Runtuhnya Bendungan Gleno (The Gleno Dam Disaster) di Bergamo menjadi salah satu tragedi nan paling membekas dalam akal penduduk Italia. Pasalnya, waduk ini runtuh ketika baru dibangun dan menewaskan ratusan orang.
Dikutip dari tulisan Lorenzo Migliorati dari Departemen Manajemen, University of Bergamo, Italia nan tayang pada jurnal Italian Sociological Review, tragedi ini terjadi pada 1 Desember 1923. Tepatnya pukul 07.15 pagi di Provinsi Bergamo, wilayah Pegunungan Alpen, Italia utara.
SCROLL TO CONTINUE WITH CONTENT
Bendungan ini baru saja dibangun. Air baru terisi penuh pada Oktober 1923. Tapi siapa sangka, waduk secara tiba-tiba runtuh.
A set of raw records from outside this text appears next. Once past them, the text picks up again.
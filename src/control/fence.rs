//! Home-relative altitude ceiling.
//!
//! The ceiling comes from the land detector (`alt_max`, negative when
//! disabled). Instead of aborting the maneuver the setpoint is clamped to
//! the ceiling, so the vehicle parks just below it.

use num_traits::Float;

use super::states::ControllerStates;
use crate::msg::{HomePosition, LandDetected, Setpoint};

/// Clamp the vertical setpoint so the vehicle stays below the ceiling.
///
/// No-op when the fence is disabled, the home altitude is not valid, or
/// the vertical velocity estimate is unusable.
pub fn limit_altitude(
    setpoint: &mut Setpoint,
    states: &ControllerStates,
    land: &LandDetected,
    vz_valid: bool,
    home: &HomePosition,
    dt: f32,
) {
    if land.alt_max < 0.0 || !home.valid_alt || !vz_valid {
        return;
    }

    let altitude_above_home = -(states.position.z - home.z);

    if altitude_above_home > land.alt_max {
        // Already above the ceiling: park on it.
        setpoint.z = -land.alt_max + home.z;
        setpoint.vz = 0.0;
    } else if setpoint.vz <= 0.0 {
        // Climbing: clamp if one tick of the commanded rate would overshoot.
        let remaining = land.alt_max - altitude_above_home;
        if setpoint.vz.abs() * dt > remaining {
            setpoint.z = -land.alt_max + home.z;
            setpoint.vz = 0.0;
        }
    }
}

#[cfg(test)]
mod tests {
    use super::*;
    use nalgebra::Vector3;

    fn states_at(z: f32) -> ControllerStates {
        ControllerStates {
            position: Vector3::new(0.0, 0.0, z),
            velocity: Vector3::new(0.0, 0.0, -1.0),
            ..Default::default()
        }
    }

    fn fence(alt_max: f32) -> LandDetected {
        LandDetected {
            alt_max,
            ..Default::default()
        }
    }

    fn home() -> HomePosition {
        HomePosition {
            z: 0.0,
            valid_alt: true,
        }
    }

    #[test]
    fn clamps_climb_that_would_overshoot_within_one_tick() {
        // 9.9 m above home, ceiling 10 m, commanding 2 m/s up over 0.1 s.
        let mut sp = Setpoint {
            vz: -2.0,
            ..Default::default()
        };
        limit_altitude(&mut sp, &states_at(-9.9), &fence(10.0), true, &home(), 0.1);
        assert_eq!(sp.z, -10.0);
        assert_eq!(sp.vz, 0.0);
    }

    #[test]
    fn forces_setpoint_back_when_already_above_ceiling() {
        let mut sp = Setpoint {
            z: -12.0,
            vz: 1.0,
            ..Default::default()
        };
        limit_altitude(&mut sp, &states_at(-10.5), &fence(10.0), true, &home(), 0.02);
        assert_eq!(sp.z, -10.0);
        assert_eq!(sp.vz, 0.0);
    }

    #[test]
    fn leaves_slow_climb_untouched() {
        let mut sp = Setpoint {
            z: -9.0,
            vz: -0.5,
            ..Default::default()
        };
        limit_altitude(&mut sp, &states_at(-5.0), &fence(10.0), true, &home(), 0.02);
        assert_eq!(sp.z, -9.0);
        assert_eq!(sp.vz, -0.5);
    }

    #[test]
    fn disabled_fence_is_a_no_op() {
        let mut sp = Setpoint {
            vz: -5.0,
            ..Default::default()
        };
        limit_altitude(&mut sp, &states_at(-50.0), &fence(-1.0), true, &home(), 0.1);
        assert_eq!(sp.vz, -5.0);

        let mut sp = Setpoint {
            vz: -5.0,
            ..Default::default()
        };
        let no_home = HomePosition {
            z: 0.0,
            valid_alt: false,
        };
        limit_altitude(&mut sp, &states_at(-50.0), &fence(10.0), true, &no_home, 0.1);
        assert_eq!(sp.vz, -5.0);

        let mut sp = Setpoint {
            vz: -5.0,
            ..Default::default()
        };
        limit_altitude(&mut sp, &states_at(-50.0), &fence(10.0), false, &home(), 0.1);
        assert_eq!(sp.vz, -5.0);
    }
}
Akibatnya sekitar enam juta meter kubik nan telah ditampung pun meluber.
Aliran air dan material nan sangat besar tersebut meluncur deras ke arah lembah di bawahnya (Val di Scalve). Air menyapu bersih desa-desa nan dilaluinya, termasuk Bueggio, Dezzo di Scalve, Angolo, hingga Darfo Boario Terme, apalagi kekuatannya meluas hingga ke Danau Iseo dan wilayah dataran rendah.
Dalam catatan resmi, sekitar 356 orang tewas dari total populasi wilayah terdampak nan berkisar 10.000 penduduk. Namun, ada beberapa perkiraan menyebut total korban jiwa sebenarnya mencapai sekitar 500 orang.
Kerugian bentuk akibat musibah ini ditaksir mencapai sekitar 7 juta lira pada masa itu (atau setara dengan sekitar 15 juta euro.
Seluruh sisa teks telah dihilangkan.